Эльза Оттовна слегка смешалась:
— Нет… То есть пока нет. Но это дело поправимое. А сегодня ты можешь выступать вот такой, как есть.
— В этом-то виде? — хмыкнул я. Качнул ногой с расстегнутой обвисшей штаниной, отряхнул с рубашки сухую глину.
— Ну и что! Ты же будешь в роли юнги Джима! Все решат, что так и надо. Юнги всегда немножко такие… потрепанные. Может, прямо с корабля, после шторма… Вот у тебя и рубашка почти морская…
Рубашка была трикотажная, в поперечную полоску: белую и зеленовато-голубую. Полоски поуже, чем на тельняшке, но все-таки и правда что-то флотское можно усмотреть.
— Пойдем, Петя, — уже решительней сказала Эльза Оттовна. Взяла за плечо.
Но я вдруг вспомнил:
— Нет, без галстука все равно не могу. Я же тогда слово дал… Вы сами сказали — обет…
— Ну… вот тебе галстук! Его-то никто у тебя не отнимет. Смотри, тоже морской… — Она сняла с шеи косынку. Треугольную, синюю с белыми полосками, как на матросском воротнике.
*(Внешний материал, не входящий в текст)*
//! Storage TTLs, in milliseconds.

use session_types::config::FOURTEEN_DAYS_MS;

/// Default for ordinary messages.
pub const DEFAULT_TTL_MS: u64 = FOURTEEN_DAYS_MS;

pub const TYPING_TTL_MS: u64 = 20 * 1000;

pub const SHARED_CONFIG_TTL_MS: u64 = 30 * 24 * 60 * 60 * 1000;

/// Call signalling is useless once the call attempt is over.
pub const CALL_TTL_MS: u64 = 5 * 60 * 1000;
Стала повязывать на мне.
Я опять молчал, но не упрямился. Потому что… да, я ведь не обещал в тот раз, что не буду петь без красного галстука. Сказал просто «без галстука». Вот и выход. Неверно, не совсем честный, но, если не придираться к самому себе… Ведь это же единственный раз, и к тому же прощанье…
Платок был шелковистый, мягкий.
— Теперь ты совсем юнга. Ну, идем…
Концерт намечался в Городском саду имени Кагановича, на открытой эстраде. Ребята собрались позади эстрады, на площадке, окруженной кустами желтой акации. Все уже готовые к выходу на сцену.
Раньше мы выступали в белых рубашках с красными галстуками, а брюки были разные, у кого какие нашлись поприличнее. Теперь же все были в белых коротких штанах на широких лямках, в голубых рубашках с белыми в синий горошек бантами. Ну и ну… Я от души порадовался, что для меня концертного костюма нет.